So there was a total underestimating of how much time really people need to sit in something, and to sit in it in a way where there’s a constant little bit of burn that keeps the fire going versus we’re going to do a session and you’re not going to talk about it or think about it for a month and then we’re going to come back together and I’ll expect that probably you’ve made a change. It doesn’t work that way. Where are those continuity lines of, what are you trying? What are you thinking about? How are you continuing to reflect on this? When you’ve tried something out, what has happened? What has that made you think now differently? What are you going to try the next time? It’s all those multiple iterations that need to really be there if you’re really trying to shift people in whatever practice or shift in what you’re hoping to grow them to.
But unfortunately, many times what I have encountered is this idea of a one and done. In education, it’s very hard for teachers to be outside of their classrooms. So there’s a lot of pressure that whatever they’re pulled out to do, it better not be for very much time and great things better come out of it. So that has been my experience in an education-based facilitation for the most part. And that has always been very hard. You have to negotiate usually as if I was a facilitator talking with an administrator asking me to come in and consult, I’d have to manage their expectations and also get clarity of where really realistically we can get.
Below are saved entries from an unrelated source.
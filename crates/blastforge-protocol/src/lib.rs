//! Wire protocol for Blastforge.
//!
//! Every frame on the wire is a JSON envelope `{ "type": ..., "payload": ... }`.
//! This crate defines:
//!
//! - **Messages** ([`ClientMessage`], [`ServerMessage`], [`Action`]): the
//!   envelopes each side sends, discriminated purely by `type`.
//! - **Snapshots** ([`StateSnapshot`] and friends): the full authoritative
//!   state broadcast once per tick while a match is running.
//! - **Codec** ([`Codec`] trait, [`JsonCodec`]): text encoding of the above.
//!
//! ```text
//! Transport (text frames) → Protocol (messages) → Lobby / Simulation
//! ```

mod codec;
mod error;
mod snapshot;
mod types;

pub use codec::Codec;
#[cfg(feature = "json")]
pub use codec::JsonCodec;
pub use error::ProtocolError;
pub use snapshot::{
    BombState, ExplosionState, PlayerState, PowerUpKind, PowerUpState, StateSnapshot,
};
pub use types::{Action, Cell, ClientMessage, LobbyPlayer, PlayerId, ServerMessage};
#[tokio::test(start_paused = true)]
async fn test_client_with_full_queue_is_dropped() {
    let arena = start_arena();
    let mut a = connect(&arena, 1).await;
    let (tx, _never_read) = mpsc::channel(4);
    arena.connect(PlayerId(2), tx).await.expect("arena running");

    join(&arena, &a, "a").await;
    arena
        .send_message(
            PlayerId(2),
            ClientMessage::Join {
                nickname: "b".into(),
            },
        )
        .await
        .expect("arena running");

    collect_until(&mut a, |m| {
        matches!(m, ServerMessage::Chat { message, .. } if message == "b left")
    })
    .await;
    let status = arena.status().await.expect("status");
    assert_eq!(status.connected, 1);
    assert_eq!(status.lobby_players, 1);
}

#[tokio::test(start_paused = true)]
async fn test_zero_tile_size_falls_back_to_default() {
    let arena = spawn_arena(
        LobbyConfig::default(),
        SimConfig {
            tile_size: 0,
            ..SimConfig::default()
        },
        TickConfig::default(),
        64,
    );
    let (mut a, _b) = start_two_player_match(&arena).await;
    let state = loop {
        if let ServerMessage::State(snapshot) = next_msg(&mut a).await {
            break snapshot;
        }
    };
    assert_eq!(state.tile_size, 40);
}
//! Error types for the protocol layer.

/// Errors that can occur while encoding or decoding envelopes.
///
/// The server treats every decode failure as a protocol error: the frame is
/// dropped and the connection stays open.
#[derive(Debug, thiserror::Error)]
pub enum ProtocolError {
    /// Serialization failed (turning a message into text).
    #[cfg(feature = "json")]
    #[error("encode failed: {0}")]
    Encode(serde_json::Error),

    /// Deserialization failed: malformed JSON, missing fields, or an unknown
    /// `type` discriminant.
    #[cfg(feature = "json")]
    #[error("decode failed: {0}")]
    Decode(serde_json::Error),
}
//! Per-connection handler: register with the arena, pump frames both ways.
//!
//! Each accepted connection gets its own Tokio task running
//! [`handle_connection`]. A second task drains the client's outbound channel
//! into the socket, so a slow reader on one connection never delays the
//! arena or the other clients. A reader that stays slow overflows its queue
//! and is dropped by the arena.

use std::sync::Arc;
use std::time::Duration;

use blastforge_protocol::{ClientMessage, Codec, JsonCodec, PlayerId};
use blastforge_transport::{Connection, WebSocketConnection};
use tokio::sync::mpsc;

use crate::arena::{ArenaHandle, Outbound, CLIENT_QUEUE_SIZE};
use crate::BlastforgeError;

/// A single frame write that takes longer than this drops the client.
const SEND_TIMEOUT: Duration = Duration::from_secs(10);

/// Drop guard that releases the player's arena slot when the handler exits.
///
/// Runs even if the handler panics. `Drop` is synchronous, so the async
/// disconnect is spawned.
struct ArenaGuard {
    player_id: PlayerId,
    arena: ArenaHandle,
}

impl Drop for ArenaGuard {
    fn drop(&mut self) {
        let player_id = self.player_id;
        let arena = self.arena.clone();
        tokio::spawn(async move {
            let _ = arena.disconnect(player_id).await;
        });
    }
}

/// Handles a single connection from accept to close.
pub(crate) async fn handle_connection(
    conn: WebSocketConnection,
    arena: ArenaHandle,
    codec: JsonCodec,
) -> Result<(), BlastforgeError> {
    let conn_id = conn.id();
    let player_id = PlayerId(conn_id.into_inner());
    tracing::info!(%conn_id, %player_id, "client connected");

    let conn = Arc::new(conn);
    let (tx, rx) = mpsc::channel(CLIENT_QUEUE_SIZE);
    arena.connect(player_id, tx).await?;
    let _guard = ArenaGuard {
        player_id,
        arena: arena.clone(),
    };

    let mut writer = tokio::spawn(write_loop(Arc::clone(&conn), rx));

    tokio::select! {
        result = read_loop(&conn, &arena, &codec, player_id) => result?,
        _ = &mut writer => {
            tracing::debug!(%player_id, "writer finished, closing reader");
        }
    }

    tracing::info!(%conn_id, %player_id, "client disconnected");
    // _guard drops here → arena disconnect fires, which drops the sender and
    // lets the writer drain and exit.
    Ok(())
}

async fn read_loop(
    conn: &WebSocketConnection,
    arena: &ArenaHandle,
    codec: &JsonCodec,
    player_id: PlayerId,
) -> Result<(), BlastforgeError> {
    loop {
        let frame = match conn.recv().await {
            Ok(Some(frame)) => frame,
            Ok(None) => {
                tracing::debug!(%player_id, "connection closed cleanly");
                return Ok(());
            }
            Err(e) => {
                tracing::debug!(%player_id, error = %e, "recv error");
                return Ok(());
            }
        };

        let msg: ClientMessage = match codec.decode(&frame) {
            Ok(msg) => msg,
            Err(e) => {
                tracing::debug!(%player_id, error = %e, "dropping malformed message");
                continue;
            }
        };

        arena.send_message(player_id, msg).await?;
    }
}

async fn write_loop(conn: Arc<WebSocketConnection>, mut rx: mpsc::Receiver<Outbound>) {
    while let Some(outbound) = rx.recv().await {
        match outbound {
            Outbound::Frame(frame) => {
                let sent = tokio::time::timeout(SEND_TIMEOUT, conn.send(&frame)).await;
                match sent {
                    Ok(Ok(())) => {}
                    Ok(Err(e)) => {
                        tracing::debug!(conn_id = %conn.id(), error = %e, "send failed");
                        break;
                    }
                    Err(_) => {
                        tracing::debug!(conn_id = %conn.id(), "send timed out");
                        break;
                    }
                }
            }
            Outbound::Close => {
                let _ = conn.close().await;
                break;
            }
        }
    }
}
And so I really had to build that part of my facilitation learning, which is really the pre-facilitation where you’re talking with the potential clients, so to speak, and you’re trying to figure out what they really, really want. Because many times they don’t articulate exactly what they really want. They think they are, but after you have a conversation and you say some things back and pose it differently, it would be very different than what they thought they were saying was the thing that needed to happen.
Douglas Ferguson:
And what’s your go-to strategy or tactic to get the juice there, to get to the reality?
Susan Wilson-Golab:
Oh, I usually would try and have one or two pre-conversations before coming in, and I would really be open-ended questions like, “Tell me about what’s going on, what are you hoping for? What do you think are the biggest obstacles? What do you think looks like the ultimate? If we could beat this, what would it look like? What would it sound like?” And so really me talking less, them talking more and continue those open-ended questions. So I’d want to exhaust them with it. There’s a fine line where you can ask too many questions, but it was really getting them to talk out loud about what is it that your thinking is the need here. But also finding out the sticky spots because many times I also wanted to understand things in the contextual system because sometimes that was going to undo anything. So I could come in and work on something, but they would unknowingly be perpetuating something in their routines that was going to not make it work.
Douglas Ferguson:
In addition to these elements that might be detracting from the work, what other things are you listening for in these conversations?
Susan Wilson-Golab:
I’m always trying to understand the culture. Any place has a culture and you’re stepping into it. Many times when I was called in to consult and hired in, even outside of the system where I was working, I learned very quickly I was being called in because one, it might be too dangerous for anyone internally to do the work. Two, things were broken and I needed to understand really quickly, what were the dynamics going on in that context? What was the culture? Because how I designed also the learning and how I thought about who also were the individuals who were going to be coming into the room. I needed to understand what they were living in and how safe or dangerous it was for them to even push in certain directions with some of their instructional practices.
Douglas Ferguson:
So I want to talk a little bit about the transition you made from K-12 into embracing facilitation in more diverse context. And I’m curious if you could share a pivotal moment that signified to you that the transition was not just necessary but possible.
Susan Wilson-Golab:
I think that I started thinking about this in the last, I’d say three years before I ended my K-12 career. And I had been a part of some community stakeholder meetings, and Eric, your colleague and I had actually led some of these community stakeholder meetings. We were as a district going for a really large bond to totally overhaul almost every single building in the district. And so it was navigating working with community members, it was teachers, it was administrators, it was parents. And seeing that design play out and standing alongside Eric who we had done educational consulting work together, and now he was starting to make that straddling out of not just education but into industry. I think that was the moment that I was like, “Huh, I’ve been doing this in education, but maybe other people value it outside of education.” And that’s when I started getting involved in Voltage Control in workshops in the lab.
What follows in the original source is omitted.